Your assignment. The answer must be every line from the entries below that contains "false".
(Beginning of Extracted data)
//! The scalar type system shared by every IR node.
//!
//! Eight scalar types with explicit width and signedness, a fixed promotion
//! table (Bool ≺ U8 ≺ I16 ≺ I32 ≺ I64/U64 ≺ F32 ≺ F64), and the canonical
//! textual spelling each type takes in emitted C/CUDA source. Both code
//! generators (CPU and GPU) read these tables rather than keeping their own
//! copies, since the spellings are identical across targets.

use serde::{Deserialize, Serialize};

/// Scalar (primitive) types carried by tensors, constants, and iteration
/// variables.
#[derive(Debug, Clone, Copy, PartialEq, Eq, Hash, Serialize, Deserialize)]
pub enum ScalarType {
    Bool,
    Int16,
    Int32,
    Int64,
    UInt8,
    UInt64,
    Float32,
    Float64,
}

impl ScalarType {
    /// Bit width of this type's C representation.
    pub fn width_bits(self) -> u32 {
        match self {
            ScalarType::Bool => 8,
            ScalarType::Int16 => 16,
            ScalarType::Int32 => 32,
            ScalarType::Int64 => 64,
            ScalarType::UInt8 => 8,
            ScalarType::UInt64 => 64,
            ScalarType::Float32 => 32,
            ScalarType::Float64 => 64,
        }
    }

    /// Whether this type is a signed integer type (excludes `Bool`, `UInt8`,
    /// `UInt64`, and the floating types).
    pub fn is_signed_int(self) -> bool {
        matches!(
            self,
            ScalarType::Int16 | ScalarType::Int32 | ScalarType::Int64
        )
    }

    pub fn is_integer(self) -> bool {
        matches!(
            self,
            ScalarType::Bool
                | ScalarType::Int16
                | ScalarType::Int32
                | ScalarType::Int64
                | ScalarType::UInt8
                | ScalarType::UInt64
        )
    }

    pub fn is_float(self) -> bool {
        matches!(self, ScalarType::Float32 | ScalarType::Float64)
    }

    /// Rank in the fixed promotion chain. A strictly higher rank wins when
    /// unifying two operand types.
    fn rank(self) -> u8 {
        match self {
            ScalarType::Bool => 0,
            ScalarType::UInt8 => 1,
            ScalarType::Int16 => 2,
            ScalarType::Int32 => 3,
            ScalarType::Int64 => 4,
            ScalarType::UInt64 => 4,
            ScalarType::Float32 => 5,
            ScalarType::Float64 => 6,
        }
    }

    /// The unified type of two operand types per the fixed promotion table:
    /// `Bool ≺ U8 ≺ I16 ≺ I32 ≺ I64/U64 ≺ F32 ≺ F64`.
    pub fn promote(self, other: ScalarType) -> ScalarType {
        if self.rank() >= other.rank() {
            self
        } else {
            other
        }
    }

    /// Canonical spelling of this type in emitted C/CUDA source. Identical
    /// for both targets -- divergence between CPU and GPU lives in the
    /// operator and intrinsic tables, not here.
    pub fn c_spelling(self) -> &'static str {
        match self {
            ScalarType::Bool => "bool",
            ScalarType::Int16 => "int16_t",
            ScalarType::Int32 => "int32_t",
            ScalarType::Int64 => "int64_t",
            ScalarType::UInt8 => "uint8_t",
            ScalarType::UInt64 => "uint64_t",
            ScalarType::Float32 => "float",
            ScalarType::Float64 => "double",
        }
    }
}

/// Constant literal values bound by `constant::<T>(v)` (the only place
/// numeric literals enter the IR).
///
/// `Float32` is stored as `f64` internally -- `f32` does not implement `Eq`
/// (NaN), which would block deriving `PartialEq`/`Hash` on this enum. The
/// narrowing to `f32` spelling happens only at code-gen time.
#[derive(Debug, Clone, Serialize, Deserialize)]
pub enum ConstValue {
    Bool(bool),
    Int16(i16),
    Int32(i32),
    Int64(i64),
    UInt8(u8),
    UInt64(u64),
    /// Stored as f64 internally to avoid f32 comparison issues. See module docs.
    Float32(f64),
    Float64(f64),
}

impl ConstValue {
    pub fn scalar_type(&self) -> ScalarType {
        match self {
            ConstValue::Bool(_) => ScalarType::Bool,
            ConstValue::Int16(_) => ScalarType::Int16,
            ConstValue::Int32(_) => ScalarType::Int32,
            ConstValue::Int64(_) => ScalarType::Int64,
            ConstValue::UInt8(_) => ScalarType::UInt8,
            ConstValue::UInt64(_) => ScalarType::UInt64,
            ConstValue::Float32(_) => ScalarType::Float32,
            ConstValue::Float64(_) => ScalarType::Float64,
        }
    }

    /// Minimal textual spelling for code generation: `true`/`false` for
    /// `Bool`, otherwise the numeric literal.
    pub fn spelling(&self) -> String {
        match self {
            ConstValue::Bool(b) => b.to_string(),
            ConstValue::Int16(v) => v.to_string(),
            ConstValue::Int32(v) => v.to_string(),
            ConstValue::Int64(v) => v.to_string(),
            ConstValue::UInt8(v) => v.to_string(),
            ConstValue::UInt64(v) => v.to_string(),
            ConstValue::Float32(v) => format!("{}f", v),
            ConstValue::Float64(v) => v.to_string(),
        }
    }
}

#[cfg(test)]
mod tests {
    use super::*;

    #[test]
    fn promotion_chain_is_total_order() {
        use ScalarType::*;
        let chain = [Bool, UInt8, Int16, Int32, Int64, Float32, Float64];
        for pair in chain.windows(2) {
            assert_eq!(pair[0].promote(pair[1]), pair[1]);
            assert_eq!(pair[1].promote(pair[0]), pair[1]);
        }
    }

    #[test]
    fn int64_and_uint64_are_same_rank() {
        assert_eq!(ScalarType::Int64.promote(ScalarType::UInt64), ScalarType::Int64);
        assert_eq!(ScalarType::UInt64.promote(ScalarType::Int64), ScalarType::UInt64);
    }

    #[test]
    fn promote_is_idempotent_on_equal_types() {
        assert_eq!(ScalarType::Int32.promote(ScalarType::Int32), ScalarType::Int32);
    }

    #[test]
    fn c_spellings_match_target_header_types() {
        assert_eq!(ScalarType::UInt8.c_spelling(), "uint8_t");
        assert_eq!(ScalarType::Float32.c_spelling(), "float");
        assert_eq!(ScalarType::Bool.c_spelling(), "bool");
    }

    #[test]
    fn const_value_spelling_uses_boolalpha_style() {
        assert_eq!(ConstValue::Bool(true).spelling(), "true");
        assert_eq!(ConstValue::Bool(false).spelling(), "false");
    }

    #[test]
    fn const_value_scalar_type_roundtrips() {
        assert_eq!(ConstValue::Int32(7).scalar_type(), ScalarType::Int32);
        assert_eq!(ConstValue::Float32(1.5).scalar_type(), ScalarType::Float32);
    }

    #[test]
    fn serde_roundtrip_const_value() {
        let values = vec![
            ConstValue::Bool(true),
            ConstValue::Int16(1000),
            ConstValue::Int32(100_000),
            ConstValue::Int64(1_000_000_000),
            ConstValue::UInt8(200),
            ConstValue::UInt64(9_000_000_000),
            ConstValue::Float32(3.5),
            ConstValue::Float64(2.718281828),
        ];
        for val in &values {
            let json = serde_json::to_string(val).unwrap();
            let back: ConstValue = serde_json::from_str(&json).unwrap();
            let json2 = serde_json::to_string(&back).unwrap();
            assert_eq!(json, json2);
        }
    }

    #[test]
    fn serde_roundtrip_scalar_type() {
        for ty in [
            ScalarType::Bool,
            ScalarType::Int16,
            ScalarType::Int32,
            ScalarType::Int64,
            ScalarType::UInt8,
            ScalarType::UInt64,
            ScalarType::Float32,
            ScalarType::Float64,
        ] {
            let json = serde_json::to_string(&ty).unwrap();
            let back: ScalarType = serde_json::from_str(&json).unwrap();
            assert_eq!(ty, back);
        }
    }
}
(End of Extracted data)
Answer area.
    /// Minimal textual spelling for code generation: `true`/`false` for
        assert_eq!(ConstValue::Bool(false).spelling(), "false");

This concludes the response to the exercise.